Invitamos a unos vecinos, también a los tíos y primos que no tenían televisor
color. Mi prima Vivi se sentó al lado mío. Tenía una trenza que casi le llegaba
a la cintura. Cuando Argentina metió el segundo gol nos abrazamos y percibí que
ella ya era una mujer. No tenía las tetas de Marita pero se movía como una
yarará. Es decir: si no estás atento te puede picar. En el entre tiempo salió
al patio a fumar y a pesar de que hacía dos grados yo salí a hacerle compañía.
Adentro se quedó mamá, los tíos, el vecino del segundo y otros primos que
vinieron provistos de banderas y esas
cornetas que suenan como la bocina de un barco. Salí desabrigado. Vivi hecho
una bocanada de humo que se mezclo con el vapor del frío que salía de su boca. Me dijo:
–¡Que
buenos los goles!…¿Fumas?
–No,
gracias.
–Dani,
¿cuantos años tenés? –la última vez que nos habíamos visto, tenía nueve– pará
de crecer.
–Cumplo
catorce en agosto.
–Pareces
más grande.
Que me
preguntara la edad era como desnudar mi idiotez. Los trece me pesaban como
plomo. Al rato entramos y se sentó en el medio del sillón entre su hermano y
mamá. Desató su trenza y Holanda metió el primero. Un silencio sepulcral
invadió el living de casa. Todos miraban el partido concentrados menos yo. Mis
ojos revoloteaban por el sillón. Cuando metió el tercero Argentina saltamos y
nos abrazamos entre todos. En los minutos que restaron hasta el final
permanecimos parados. Vivi, supongo que de los nervios, decía malas palabras
cuando los delanteros de Holanda entraban al área, me agarraba fuerte de la
muñeca. Pitó el referí y la locura fue total. Abrieron unas cervezas y salimos
a la calle a festejar. Al ratito nomás que habíamos llegado al obelisco, mamá
se descompuso por la cantidad de gente y tuvimos que volver. Cuando nos despedíamos
del grupo estábamos tan prensados por la multitud –gritaban “ ¡el que no salta es un Holandes!
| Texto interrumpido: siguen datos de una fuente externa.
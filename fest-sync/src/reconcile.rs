//! Remote/local pairing for each entity kind
//!
//! [`Reconcilable`] is what the upsert engine needs from a remote value:
//! its identity filter, its field matchers, its parent, and how to build or
//! refresh the local record. Matcher lists are built once per process.

use crate::filter::Filter;
use crate::identity;
use crate::matcher::{optional_eq, FieldMatcher, FieldMatchers};
use crate::model::{
    stored_precision, LocalEvent, LocalModel, LocalPerformance, LocalVenue, PerformanceLifecycle,
    RemoteEvent, RemotePerformance, RemoteVenue,
};
use crate::status::ReferenceId;
use once_cell::sync::Lazy;
use uuid::Uuid;

/// Parent that must exist before a record can be created
#[derive(Debug, Clone, PartialEq, Eq)]
pub enum ParentRef {
    Venue(String),
    Event(String),
}

/// A remote value the upsert engine can reconcile into the store
pub trait Reconcilable: Send + Sync + Sized + 'static {
    type Local: LocalModel;

    fn natural_key(&self) -> String;

    fn reference_id(&self) -> ReferenceId {
        ReferenceId::new(Self::Local::KIND, self.natural_key())
    }

    fn identity_filter(&self) -> Filter<Self::Local>;

    /// Structural equality over remote-owned fields
    fn field_matchers() -> &'static FieldMatchers<Self::Local, Self>;

    fn parent(&self) -> Option<ParentRef>;

    /// Fresh local record; `parent_id` is the resolved guid of [`Self::parent`]
    fn create_local(&self, parent_id: Option<Uuid>) -> Self::Local;

    /// Overwrite remote-owned, non-identity fields in place
    ///
    /// Must leave identity, parent links and local-only fields alone.
    fn update_local(&self, local: &mut Self::Local);
}

// ============================================================================
// Venue
// ============================================================================

static VENUE_MATCHERS: Lazy<FieldMatchers<LocalVenue, RemoteVenue>> = Lazy::new(|| {
    FieldMatchers::new(vec![
        FieldMatcher::field("code", |l: &LocalVenue| l.code.as_str(), |r: &RemoteVenue| r.code.as_str()),
        FieldMatcher::field("name", |l: &LocalVenue| l.name.as_str(), |r: &RemoteVenue| r.name.as_str()),
        FieldMatcher::optional("address", |l: &LocalVenue| l.address.as_deref(), |r: &RemoteVenue| r.address.as_deref()),
        FieldMatcher::optional("city", |l: &LocalVenue| l.city.as_deref(), |r: &RemoteVenue| r.city.as_deref()),
        FieldMatcher::optional("latitude", |l: &LocalVenue| l.latitude.as_ref(), |r: &RemoteVenue| r.latitude.as_ref()),
        FieldMatcher::optional("longitude", |l: &LocalVenue| l.longitude.as_ref(), |r: &RemoteVenue| r.longitude.as_ref()),
        FieldMatcher::optional("website", |l: &LocalVenue| l.website.as_deref(), |r: &RemoteVenue| r.website.as_deref()),
    ])
});

impl Reconcilable for RemoteVenue {
    type Local = LocalVenue;

    fn natural_key(&self) -> String {
        self.code.clone()
    }

    fn identity_filter(&self) -> Filter<LocalVenue> {
        identity::venue_by_code(&self.code)
    }

    fn field_matchers() -> &'static FieldMatchers<LocalVenue, Self> {
        &VENUE_MATCHERS
    }

    fn parent(&self) -> Option<ParentRef> {
        None
    }

    fn create_local(&self, _parent_id: Option<Uuid>) -> LocalVenue {
        LocalVenue {
            guid: Uuid::new_v4(),
            code: self.code.clone(),
            name: self.name.clone(),
            address: self.address.clone(),
            city: self.city.clone(),
            latitude: self.latitude,
            longitude: self.longitude,
            website: self.website.clone(),
        }
    }

    fn update_local(&self, local: &mut LocalVenue) {
        local.name = self.name.clone();
        local.address = self.address.clone();
        local.city = self.city.clone();
        local.latitude = self.latitude;
        local.longitude = self.longitude;
        local.website = self.website.clone();
    }
}

// ============================================================================
// Event
// ============================================================================

// venue_id, is_favourite and favourited_at are deliberately absent
static EVENT_MATCHERS: Lazy<FieldMatchers<LocalEvent, RemoteEvent>> = Lazy::new(|| {
    FieldMatchers::new(vec![
        FieldMatcher::field("code", |l: &LocalEvent| l.code.as_str(), |r: &RemoteEvent| r.code.as_str()),
        FieldMatcher::field("title", |l: &LocalEvent| l.title.as_str(), |r: &RemoteEvent| r.title.as_str()),
        FieldMatcher::optional("teaser", |l: &LocalEvent| l.teaser.as_deref(), |r: &RemoteEvent| r.teaser.as_deref()),
        FieldMatcher::optional("description", |l: &LocalEvent| l.description.as_deref(), |r: &RemoteEvent| r.description.as_deref()),
        FieldMatcher::optional("category", |l: &LocalEvent| l.category.as_deref(), |r: &RemoteEvent| r.category.as_deref()),
        FieldMatcher::optional("image_url", |l: &LocalEvent| l.image_url.as_deref(), |r: &RemoteEvent| r.image_url.as_deref()),
        FieldMatcher::optional("ticket_url", |l: &LocalEvent| l.ticket_url.as_deref(), |r: &RemoteEvent| r.ticket_url.as_deref()),
        FieldMatcher::optional("age_restriction", |l: &LocalEvent| l.age_restriction.as_deref(), |r: &RemoteEvent| r.age_restriction.as_deref()),
    ])
});

impl Reconcilable for RemoteEvent {
    type Local = LocalEvent;

    fn natural_key(&self) -> String {
        self.code.clone()
    }

    fn identity_filter(&self) -> Filter<LocalEvent> {
        identity::event_by_code(&self.code)
    }

    fn field_matchers() -> &'static FieldMatchers<LocalEvent, Self> {
        &EVENT_MATCHERS
    }

    fn parent(&self) -> Option<ParentRef> {
        Some(ParentRef::Venue(self.venue.code.clone()))
    }

    fn create_local(&self, parent_id: Option<Uuid>) -> LocalEvent {
        debug_assert!(parent_id.is_some(), "event {} created without venue", self.code);
        LocalEvent {
            guid: Uuid::new_v4(),
            code: self.code.clone(),
            title: self.title.clone(),
            teaser: self.teaser.clone(),
            description: self.description.clone(),
            category: self.category.clone(),
            image_url: self.image_url.clone(),
            ticket_url: self.ticket_url.clone(),
            age_restriction: self.age_restriction.clone(),
            venue_id: parent_id.unwrap_or_else(Uuid::nil),
            is_favourite: false,
            favourited_at: None,
        }
    }

    fn update_local(&self, local: &mut LocalEvent) {
        local.title = self.title.clone();
        local.teaser = self.teaser.clone();
        local.description = self.description.clone();
        local.category = self.category.clone();
        local.image_url = self.image_url.clone();
        local.ticket_url = self.ticket_url.clone();
        local.age_restriction = self.age_restriction.clone();
    }
}

// ============================================================================
// Performance
// ============================================================================

// event_id and lifecycle are deliberately absent
static PERFORMANCE_MATCHERS: Lazy<FieldMatchers<LocalPerformance, RemotePerformance>> =
    Lazy::new(|| {
        FieldMatchers::new(vec![
            FieldMatcher::field("event_code", |l: &LocalPerformance| l.event_code.as_str(), |r: &RemotePerformance| r.event_code.as_str()),
            FieldMatcher::from_fn("starts_at", |l: &LocalPerformance, r: &RemotePerformance| {
                l.starts_at == stored_precision(r.starts_at)
            }),
            FieldMatcher::from_fn("ends_at", |l: &LocalPerformance, r: &RemotePerformance| {
                optional_eq(l.ends_at.as_ref(), r.ends_at.map(stored_precision).as_ref())
            }),
            FieldMatcher::field("listing_status", |l: &LocalPerformance| &l.listing_status, |r: &RemotePerformance| &r.listing_status),
            FieldMatcher::optional("ticket_url", |l: &LocalPerformance| l.ticket_url.as_deref(), |r: &RemotePerformance| r.ticket_url.as_deref()),
            FieldMatcher::optional("price_info", |l: &LocalPerformance| l.price_info.as_deref(), |r: &RemotePerformance| r.price_info.as_deref()),
        ])
    });

impl Reconcilable for RemotePerformance {
    type Local = LocalPerformance;

    fn natural_key(&self) -> String {
        identity::performance_key(&self.event_code, self.starts_at)
    }

    fn identity_filter(&self) -> Filter<LocalPerformance> {
        identity::performance_by_key(&self.event_code, self.starts_at)
    }

    fn field_matchers() -> &'static FieldMatchers<LocalPerformance, Self> {
        &PERFORMANCE_MATCHERS
    }

    fn parent(&self) -> Option<ParentRef> {
        Some(ParentRef::Event(self.event_code.clone()))
    }

    fn create_local(&self, parent_id: Option<Uuid>) -> LocalPerformance {
        debug_assert!(
            parent_id.is_some(),
            "performance {} created without event",
            self.natural_key()
        );
        LocalPerformance {
            guid: Uuid::new_v4(),
            event_code: self.event_code.clone(),
            starts_at: stored_precision(self.starts_at),
            ends_at: self.ends_at.map(stored_precision),
            listing_status: self.listing_status,
            ticket_url: self.ticket_url.clone(),
            price_info: self.price_info.clone(),
            event_id: parent_id.unwrap_or_else(Uuid::nil),
            lifecycle: PerformanceLifecycle::Active,
        }
    }

    fn update_local(&self, local: &mut LocalPerformance) {
        local.ends_at = self.ends_at.map(stored_precision);
        local.listing_status = self.listing_status;
        local.ticket_url = self.ticket_url.clone();
        local.price_info = self.price_info.clone();
    }
}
¡el que no salta es un Holandes!–, que no había espacio para un abrazo, ni un
beso, sin embargo, en el medio del tumulto,
de los saltos y los empujones, sucedió
algo tan burdo como sutil, sentí la leve presión de una mano en mis genitales,
como midiendo mi hombría. En ese mismo instante escuche la voz inocentona de
Vivi decir: “chau Dani”. La yarará me había
picado en un segundo delante de todos, sin que nadie se diera cuenta. Mi cara de
sorpresa se mezcló con una sensación de bienestar muy lejana a la sensación de aquella
tarde en que Carlos me había mostrado las cintas de su padre.
A medida que nos
alejábamos de la marea humana y mamá recuperaba el aire, el obelisco se veía cada
vez más chico. Atravesando un concierto de bocinas, cientos de autos parados
con las puertas abiertas y el humo de los caños de escape, así de dificultoso
fue nuestro regreso a casa. Por un momento agarré a mamá del brazo para guiarla
por ese vía crucis, entre paragolpes y banderas. Recordé su temor a los autos
cuando me llevaba al parque, en aquellos tiempos en que para mí, los autos eran
camellos inofensivos.
Ya en casa,
mamá se fue a acostar y yo fui al baño a hacer pis. Me miré la cara en el
botiquín. Una pelusa insignificante abrazaba mis mejillas. Luego me quede un
largo rato sentado en el inodoro. Pensé en Marita, en las trenzas de mi prima y
en la mujer del vecino –una mujer de caderas anchas de la edad de mi mamá–. Con
toda mi mano, me masturbé por primera vez.